◆ YOUR GOAL ◆
Check every line of the data for the word "Bool", and copy those that have it.
*** Begin section ***
// SPDX-License-Identifier: Apache-2.0 OR MIT
// Copyright (c) 2025-2026 naskel.com

//! JSON view of dynamic samples.
//!
//! Members are named from the descriptor's metadata when it has any, otherwise
//! by field index. Fixed arrays nest by their declared dimensions on output and
//! accept any nesting on input.

use anyhow::{anyhow, bail, Context, Result};
use opcdr::meta::{MetaData, MetaType, Struct};
use opcdr::ops::{instructions, Instruction, Leaf, Shape, StreamId, ROOT_STREAM};
use opcdr::reflect::{DynValue, DynamicSample, Primitive, SequenceMut};
use opcdr::TopicDescriptor;
use serde_json::{Map, Number, Value};

/// Member names of one structure level and the module it lives in.
struct Level<'m> {
    path: Vec<String>,
    def: &'m Struct,
}

pub struct JsonView<'d> {
    desc: &'d TopicDescriptor,
    meta: Option<MetaData>,
}

impl<'d> JsonView<'d> {
    pub fn new(desc: &'d TopicDescriptor) -> Result<Self> {
        let meta = if desc.meta.is_empty() {
            None
        } else {
            Some(MetaData::parse(&desc.meta).context("descriptor metadata")?)
        };
        Ok(Self { desc, meta })
    }

    pub fn to_json(&self, sample: &DynamicSample) -> Result<Value> {
        self.struct_to_json(ROOT_STREAM, sample, self.root_level().as_ref())
    }

    /// Build a sample from `value`; members missing from the object keep defaults.
    pub fn from_json(&self, value: &Value) -> Result<DynamicSample> {
        let mut sample = DynamicSample::new(self.desc)?;
        self.struct_from_json(ROOT_STREAM, value, &mut sample, self.root_level().as_ref(), "")?;
        Ok(sample)
    }

    fn root_level(&self) -> Option<Level<'_>> {
        let (path, def) = self.meta.as_ref()?.find_struct(&self.desc.type_name)?;
        Some(Level { path, def })
    }

    fn nested_level(&self, outer: Option<&Level<'_>>, ty: Option<&MetaType>) -> Option<Level<'_>> {
        let MetaType::Type { name } = element_type(ty?) else {
            return None;
        };
        let (path, def) = self.meta.as_ref()?.resolve(&outer?.path, name)?;
        Some(Level { path, def })
    }

    fn stream(&self, id: StreamId) -> Result<Vec<Instruction>> {
        let words = self
            .desc
            .ops
            .stream(id)
            .ok_or_else(|| anyhow!("stream {} is out of range", id))?;
        Ok(instructions(id, words).collect::<Result<Vec<_>, _>>()?)
    }

    fn struct_to_json(
        &self,
        stream: StreamId,
        sample: &DynamicSample,
        level: Option<&Level<'_>>,
    ) -> Result<Value> {
        let mut map = Map::new();
        for (pos, insn) in self.stream(stream)?.into_iter().enumerate() {
            let member = level.and_then(|l| l.def.members.get(pos));
            let ty = member.map(|m| &m.ty);
            let name = member.map_or_else(|| insn.field.to_string(), |m| m.name.clone());
            let value = sample
                .get(insn.field)
                .ok_or_else(|| anyhow!("{}: sample has no field {}", name, insn.field))?;

            let json = match (&insn.shape, value) {
                (Shape::Single(leaf), value) => self.leaf_to_json(leaf, value, level, ty)?,
                (Shape::Sequence(leaf), DynValue::Sequence(seq)) => Value::Array(
                    seq.items()
                        .iter()
                        .map(|item| self.leaf_to_json(leaf, item, level, ty))
                        .collect::<Result<_>>()?,
                ),
                (Shape::Array { leaf, .. }, DynValue::Array(items)) => {
                    let flat = items
                        .iter()
                        .map(|item| self.leaf_to_json(leaf, item, level, ty))
                        .collect::<Result<Vec<_>>>()?;
                    nest(flat, &dims(ty))
                }
                (shape, _) => bail!("{}: sample does not hold a `{}`", name, shape),
            };
            map.insert(name, json);
        }
        Ok(Value::Object(map))
    }

    fn leaf_to_json(
        &self,
        leaf: &Leaf,
        value: &DynValue,
        level: Option<&Level<'_>>,
        ty: Option<&MetaType>,
    ) -> Result<Value> {
        Ok(match (leaf, value) {
            (Leaf::Prim(_) | Leaf::Bool, DynValue::Prim(prim)) => prim_to_json(*prim),
            (Leaf::String { .. }, DynValue::Str(text)) => Value::String(text.clone()),
            (Leaf::Struct(stream), DynValue::Struct(inner)) => {
                let nested = self.nested_level(level, ty);
                self.struct_to_json(*stream, inner, nested.as_ref())?
            }
            (leaf, _) => bail!("sample does not hold a `{}`", leaf),
        })
    }

    fn struct_from_json(
        &self,
        stream: StreamId,
        value: &Value,
        sample: &mut DynamicSample,
        level: Option<&Level<'_>>,
        path: &str,
    ) -> Result<()> {
        let Value::Object(map) = value else {
            bail!("{}: expected an object", shown(path));
        };
        let insns = self.stream(stream)?;
        let names: Vec<String> = insns
            .iter()
            .enumerate()
            .map(|(pos, insn)| {
                level
                    .and_then(|l| l.def.members.get(pos))
                    .map_or_else(|| insn.field.to_string(), |m| m.name.clone())
            })
            .collect();
        if let Some(unknown) = map.keys().find(|key| !names.contains(*key)) {
            bail!("{}: unknown member `{}`", shown(path), unknown);
        }

        for (pos, (insn, name)) in insns.iter().zip(&names).enumerate() {
            let Some(json) = map.get(name) else {
                continue;
            };
            let here = format!("{}.{}", path, name);
            let ty = level.and_then(|l| l.def.members.get(pos)).map(|m| &m.ty);
            let slot = sample
                .get_mut(insn.field)
                .ok_or_else(|| anyhow!("{}: sample has no field {}", here, insn.field))?;

            match (&insn.shape, slot) {
                (Shape::Single(leaf), slot) => self.leaf_from_json(leaf, json, slot, level, ty, &here)?,
                (Shape::Sequence(leaf), DynValue::Sequence(seq)) => {
                    let Value::Array(items) = json else {
                        bail!("{}: expected an array", here);
                    };
                    seq.resize(items.len())?;
                    for (idx, (item, slot)) in items.iter().zip(seq.items_mut()).enumerate() {
                        let at = format!("{}[{}]", here, idx);
                        self.leaf_from_json(leaf, item, slot, level, ty, &at)?;
                    }
                }
                (Shape::Array { leaf, count }, DynValue::Array(slots)) => {
                    if !json.is_array() {
                        bail!("{}: expected an array", here);
                    }
                    let mut flat = Vec::with_capacity(slots.len());
                    flatten(json, &mut flat);
                    if flat.len() != *count as usize {
                        bail!("{}: expected {} elements, found {}", here, count, flat.len());
                    }
                    for (idx, (item, slot)) in flat.into_iter().zip(slots.iter_mut()).enumerate() {
                        let at = format!("{}[{}]", here, idx);
                        self.leaf_from_json(leaf, item, slot, level, ty, &at)?;
                    }
                }
                (shape, _) => bail!("{}: sample does not hold a `{}`", here, shape),
            }
        }
        Ok(())
    }

    fn leaf_from_json(
        &self,
        leaf: &Leaf,
        json: &Value,
        slot: &mut DynValue,
        level: Option<&Level<'_>>,
        ty: Option<&MetaType>,
        path: &str,
    ) -> Result<()> {
        match (leaf, slot) {
            (Leaf::Prim(_) | Leaf::Bool, DynValue::Prim(prim)) => {
                *prim = prim_from_json(*prim, json).with_context(|| path.to_owned())?;
            }
            (Leaf::String { .. }, DynValue::Str(text)) => {
                let Value::String(value) = json else {
                    bail!("{}: expected a string, found {}", path, json);
                };
                text.clone_from(value);
            }
            (Leaf::Struct(stream), DynValue::Struct(inner)) => {
                let nested = self.nested_level(level, ty);
                self.struct_from_json(*stream, json, inner, nested.as_ref(), path)?;
            }
            (leaf, _) => bail!("{}: sample does not hold a `{}`", path, leaf),
        }
        Ok(())
    }
}

fn shown(path: &str) -> &str {
    if path.is_empty() {
        "<root>"
    } else {
        path
    }
}

/// Element type behind sequence and array wrappers.
fn element_type(ty: &MetaType) -> &MetaType {
    match ty {
        MetaType::Sequence(elem) | MetaType::Array { elem, .. } => element_type(elem),
        other => other,
    }
}

/// Declared array dimensions, outermost first.
fn dims(ty: Option<&MetaType>) -> Vec<u32> {
    let mut dims = Vec::new();
    let mut cur = ty;
    while let Some(MetaType::Array { size, elem }) = cur {
        dims.push(*size);
        cur = Some(elem.as_ref());
    }
    dims
}

fn nest(flat: Vec<Value>, dims: &[u32]) -> Value {
    let [_, inner @ ..] = dims else {
        return Value::Array(flat);
    };
    let row: usize = inner.iter().map(|d| *d as usize).product();
    if inner.is_empty() || row == 0 {
        return Value::Array(flat);
    }
    Value::Array(
        flat.chunks(row)
            .map(|chunk| nest(chunk.to_vec(), inner))
            .collect(),
    )
}

fn flatten<'v>(json: &'v Value, out: &mut Vec<&'v Value>) {
    match json {
        Value::Array(items) => items.iter().for_each(|item| flatten(item, out)),
        other => out.push(other),
    }
}

fn prim_to_json(prim: Primitive) -> Value {
    match prim {
        Primitive::Bool(v) => Value::Bool(v),
        Primitive::U8(v) => v.into(),
        Primitive::I8(v) => v.into(),
        Primitive::U16(v) => v.into(),
        Primitive::I16(v) => v.into(),
        Primitive::U32(v) => v.into(),
        Primitive::I32(v) => v.into(),
        Primitive::U64(v) => v.into(),
        Primitive::I64(v) => v.into(),
        Primitive::F32(v) => float(f64::from(v)),
        Primitive::F64(v) => float(v),
    }
}

// NaN and infinities have no JSON form.
fn float(v: f64) -> Value {
    Number::from_f64(v).map_or(Value::Null, Value::Number)
}

fn integer<T: TryFrom<i128>>(json: &Value) -> Option<T> {
    json.as_i64()
        .map(i128::from)
        .or_else(|| json.as_u64().map(i128::from))
        .and_then(|v| T::try_from(v).ok())
}

/// Parse `json` as the same kind as `proto`.
#[allow(clippy::cast_possible_truncation)]
fn prim_from_json(proto: Primitive, json: &Value) -> Result<Primitive> {
    let mismatch = || anyhow!("expected {}, found {}", proto.name(), json);
    Ok(match proto {
        Primitive::Bool(_) => Primitive::Bool(json.as_bool().ok_or_else(mismatch)?),
        Primitive::U8(_) => Primitive::U8(integer(json).ok_or_else(mismatch)?),
        Primitive::I8(_) => Primitive::I8(integer(json).ok_or_else(mismatch)?),
        Primitive::U16(_) => Primitive::U16(integer(json).ok_or_else(mismatch)?),
        Primitive::I16(_) => Primitive::I16(integer(json).ok_or_else(mismatch)?),
        Primitive::U32(_) => Primitive::U32(integer(json).ok_or_else(mismatch)?),
        Primitive::I32(_) => Primitive::I32(integer(json).ok_or_else(mismatch)?),
        Primitive::U64(_) => Primitive::U64(integer(json).ok_or_else(mismatch)?),
        Primitive::I64(_) => Primitive::I64(integer(json).ok_or_else(mismatch)?),
        Primitive::F32(_) => Primitive::F32(json.as_f64().ok_or_else(mismatch)? as f32),
        Primitive::F64(_) => Primitive::F64(json.as_f64().ok_or_else(mismatch)?),
    })
}

#[cfg(test)]
mod tests {
    use super::*;
    use opcdr::reflect::{MemberType, PrimKind};
    use opcdr::TypeBuilder;
    use serde_json::json;
    use std::sync::Arc;

    fn outer() -> TopicDescriptor {
        let inner = TypeBuilder::new("Demo::Inner")
            .member("a", MemberType::Prim(PrimKind::I16))
            .member("b", MemberType::String { bound: None })
            .build()
            .expect("inner");
        let inner = MemberType::Struct(Arc::new(inner));
        TypeBuilder::new("Demo::Sub::Outer")
            .key("id", MemberType::Prim(PrimKind::U32))
            .member("inner", inner.clone())
            .member(
                "grid",
                MemberType::Array {
                    dims: vec![2, 3],
                    elem: Box::new(MemberType::Prim(PrimKind::U8)),
                },
            )
            .member("tags", MemberType::Sequence(Box::new(MemberType::String { bound: None })))
            .member("items", MemberType::Sequence(Box::new(inner)))
            .member("ok", MemberType::Bool)
            .build()
            .expect("outer")
    }

    fn sample_json() -> Value {
        json!({
            "id": 7,
            "inner": { "a": -2, "b": "x" },
            "grid": [[1, 2, 3], [4, 5, 6]],
            "tags": ["t1", "t2"],
            "items": [{ "a": 1, "b": "" }],
            "ok": true
        })
    }

    #[test]
    fn test_json_survives_the_wire() {
        let desc = outer();
        let view = JsonView::new(&desc).expect("view");
        let sample = view.from_json(&sample_json()).expect("from json");

        let bytes = opcdr::serialize(&desc, &sample).expect("serialize");
        let back = opcdr::deserialize_dynamic(&desc, &bytes).expect("deserialize");
        assert_eq!(view.to_json(&back).expect("to json"), sample_json());
    }

    #[test]
    fn test_missing_members_keep_defaults() {
        let desc = outer();
        let view = JsonView::new(&desc).expect("view");
        let sample = view.from_json(&json!({ "id": 1 })).expect("from json");
        let out = view.to_json(&sample).expect("to json");
        assert_eq!(out["grid"], json!([[0, 0, 0], [0, 0, 0]]));
        assert_eq!(out["inner"], json!({ "a": 0, "b": "" }));
        assert_eq!(out["items"], json!([]));
    }

    #[test]
    fn test_flat_array_input_is_accepted() {
        let desc = outer();
        let view = JsonView::new(&desc).expect("view");
        let sample = view
            .from_json(&json!({ "grid": [1, 2, 3, 4, 5, 6] }))
            .expect("from json");
        let out = view.to_json(&sample).expect("to json");
        assert_eq!(out["grid"], json!([[1, 2, 3], [4, 5, 6]]));
    }

    #[test]
    fn test_rejects_bad_input() {
        let desc = outer();
        let view = JsonView::new(&desc).expect("view");

        let err = view.from_json(&json!({ "nope": 1 })).expect_err("unknown");
        assert!(err.to_string().contains("unknown member `nope`"));

        let err = view.from_json(&json!({ "inner": { "a": 70000 } })).expect_err("range");
        assert!(format!("{:#}", err).contains(".inner.a"));

        let err = view.from_json(&json!({ "grid": [1, 2] })).expect_err("count");
        assert!(err.to_string().contains("expected 6 elements, found 2"));
    }

    #[test]
    fn test_names_fall_back_to_field_indices() {
        let mut desc = outer();
        desc.meta.clear();
        let view = JsonView::new(&desc).expect("view");
        let sample = view
            .from_json(&json!({ "0": 5, "1": { "1": "y" } }))
            .expect("from json");
        let out = view.to_json(&sample).expect("to json");
        assert_eq!(out["0"], json!(5));
        assert_eq!(out["1"], json!({ "0": 0, "1": "y" }));
    }
}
*** End section ***
◆ ANSWER TO THE PROBLEM ◆
            (Leaf::Prim(_) | Leaf::Bool, DynValue::Prim(prim)) => prim_to_json(*prim),
            (Leaf::Prim(_) | Leaf::Bool, DynValue::Prim(prim)) => {
        Primitive::Bool(v) => Value::Bool(v),
        Primitive::Bool(_) => Primitive::Bool(json.as_bool().ok_or_else(mismatch)?),
            .member("ok", MemberType::Bool)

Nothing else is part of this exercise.